In our study, six multimorbidity patterns were identified, including “relatively healthy”, “hypercholesterolemia”, “metabolic”, “arthritis-respiratory”, “CKD-vascular-cancer”, and “severely impaired” classes. Compared with the “relatively healthy” class, TRs for all-cause and CVD mortality progressively decreased across the multimorbidity classes, with the “severely impaired” class showing the shortest survival time (TR, 0.53; 95% CI: 0.48, 0.58 for all-cause mortality; 0.42; 0.35, 0.50 for CVD mortality). A significant interaction was noted between SES and multimorbidity patterns for survival time, with a stronger positive association in individuals with low SES. Adherence to healthy lifestyles was related to longer survival time across all multimorbidity patterns, especially in those with relatively less severe multimorbidity.

Conclusions

Multiple multimorbidity patterns were identified and associated with mortality. Lower SES was associated with higherexcess multimorbidity-associated mortality, while adopting healthy lifestyles contributed to longer survival regardless of multimorbidity patterns.
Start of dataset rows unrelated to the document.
//! JSON file store for history snapshots

use crate::error::{IoOperation, StorageError, StorageResult};
use aac_completion::{History, HistoryEntry};
use chrono::{DateTime, Utc};
use serde_json::Value;
use std::path::{Path, PathBuf};
use tracing::{debug, warn};

/// Largest count replayed for a single prefix/value pair
///
/// Every counted selection becomes one in-memory entry, so larger counts are
/// skipped rather than allowed to exhaust memory at startup.
pub const MAX_REPLAY_PER_ENTRY: u64 = 100_000;

/// A persisted entry that could not be loaded
#[derive(Debug, Clone, PartialEq, Eq)]
pub struct SkippedEntry {
    pub prefix: Option<String>,
    pub value: Option<String>,
    pub reason: String,
}

/// Outcome of a best-effort load
#[derive(Debug, Clone, Default, PartialEq, Eq)]
pub struct HydrationReport {
    /// Number of selection events replayed into the history
    pub replayed: u64,
    pub skipped: Vec<SkippedEntry>,
}

impl HydrationReport {
    /// Whether every persisted entry was loaded
    pub fn is_clean(&self) -> bool {
        self.skipped.is_empty()
    }

    fn skip(&mut self, prefix: Option<&str>, value: Option<&str>, reason: impl Into<String>) {
        let entry = SkippedEntry {
            prefix: prefix.map(str::to_string),
            value: value.map(str::to_string),
            reason: reason.into(),
        };
        warn!(
            prefix = ?entry.prefix,
            value = ?entry.value,
            reason = %entry.reason,
            "Skipping malformed persisted history entry"
        );
        self.skipped.push(entry);
    }
}

/// Replay a `{prefix: {value: count}}` document into a fresh [`History`]
///
/// Each count becomes that many selections stamped `loaded_at`. Malformed
/// parts, and counts above [`MAX_REPLAY_PER_ENTRY`], are skipped and
/// reported; they never abort the load.
pub fn hydrate(document: &Value, loaded_at: DateTime<Utc>) -> (History, HydrationReport) {
    let mut report = HydrationReport::default();
    let mut entries = Vec::new();

    let Some(prefixes) = document.as_object() else {
        report.skip(None, None, "top-level value is not an object");
        return (History::new(), report);
    };

    for (prefix, values) in prefixes {
        let Some(values) = values.as_object() else {
            report.skip(Some(prefix), None, "prefix entry is not an object");
            continue;
        };

        for (value, count) in values {
            let Some(count) = count.as_u64() else {
                report.skip(
                    Some(prefix),
                    Some(value),
                    format!("count {} is not a non-negative integer", count),
                );
                continue;
            };
            if count > MAX_REPLAY_PER_ENTRY {
                report.skip(
                    Some(prefix),
                    Some(value),
                    format!("count {} exceeds the replay limit {}", count, MAX_REPLAY_PER_ENTRY),
                );
                continue;
            }
            for _ in 0..count {
                entries.push(HistoryEntry::new(prefix.as_str(), value.as_str(), loaded_at));
            }
            report.replayed = report.replayed.saturating_add(count);
        }
    }

    (History::with_entries(entries), report)
}

/// History persisted as a single JSON file
#[derive(Debug, Clone)]
pub struct JsonHistoryStore {
    path: PathBuf,
}

impl JsonHistoryStore {
    pub fn new(path: impl Into<PathBuf>) -> Self {
        Self { path: path.into() }
    }

    pub fn path(&self) -> &Path {
        &self.path
    }

    /// Load the history, discarding the hydration report
    ///
    /// A missing file yields an empty history.
    pub fn load(&self) -> StorageResult<History> {
        self.load_with_report().map(|(history, _)| history)
    }

    /// Load the history and report what had to be skipped
    ///
    /// # Errors
    ///
    /// Fails when the file exists but cannot be read or is not valid JSON.
    pub fn load_with_report(&self) -> StorageResult<(History, HydrationReport)> {
        if !self.path.exists() {
            debug!(path = %self.path.display(), "No history file, starting empty");
            return Ok((History::new(), HydrationReport::default()));
        }

        let content = std::fs::read_to_string(&self.path)
            .map_err(|e| StorageError::io_error(self.path.clone(), IoOperation::Read, e))?;
        let document: Value = serde_json::from_str(&content)
            .map_err(|e| StorageError::parse_error(self.path.clone(), "json", e.to_string()))?;

        let (history, report) = hydrate(&document, Utc::now());
        debug!(
            path = %self.path.display(),
            replayed = report.replayed,
            skipped = report.skipped.len(),
            "Loaded history"
        );
        Ok((history, report))
    }

    /// Write the history snapshot as pretty JSON with sorted keys
    ///
    /// Parent directories are created as needed.
    pub fn save(&self, history: &History) -> StorageResult<()> {
        if let Some(parent) = self.path.parent().filter(|p| !p.as_os_str().is_empty()) {
            std::fs::create_dir_all(parent)
                .map_err(|e| StorageError::directory_creation_failed(parent.to_path_buf(), e))?;
        }

        let content = serde_json::to_string_pretty(&history.snapshot())
            .map_err(|e| StorageError::parse_error(self.path.clone(), "json", e.to_string()))?;
        std::fs::write(&self.path, content)
            .map_err(|e| StorageError::io_error(self.path.clone(), IoOperation::Write, e))?;

        debug!(path = %self.path.display(), events = history.len(), "Saved history");
        Ok(())
    }
}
Efforts should be mobilized to reduce SES gaps and promote healthy lifestyles to alleviate the health burden of multimorbidity.

Details

Title
Multimorbidity patterns and premature mortality in a prospective cohort: effect modifications by socioeconomic status and healthy lifestyles
Author
Xue, Qingping; Zhang, Shanshan; Yang, Xue; Yan-Bo, Zhang; Dong, Yidan; Li, Fan; Li, Shuo; Wu, Nianwei; Tong, Yan; Wen, Ying; Chun-Xia, Yang; Wu, Jason HY; Pan, An; Yang, Yunhaonan; Xiong-Fei Pan
Pages
1-13
Section
Research
Publication year
2025
Publication date
2025
Publisher
BioMed Central
e-ISSN
14712458
Source type
Scholarly Journal
Language of publication
English
ProQuest document ID
3187553286
Copyright
© 2025. This work is licensed under http://creativecommons.org/licenses/by-nc-nd/4.0/ (the “License”). Notwithstanding the ProQuest Terms and Conditions, you may use this content in accordance with the terms of the License.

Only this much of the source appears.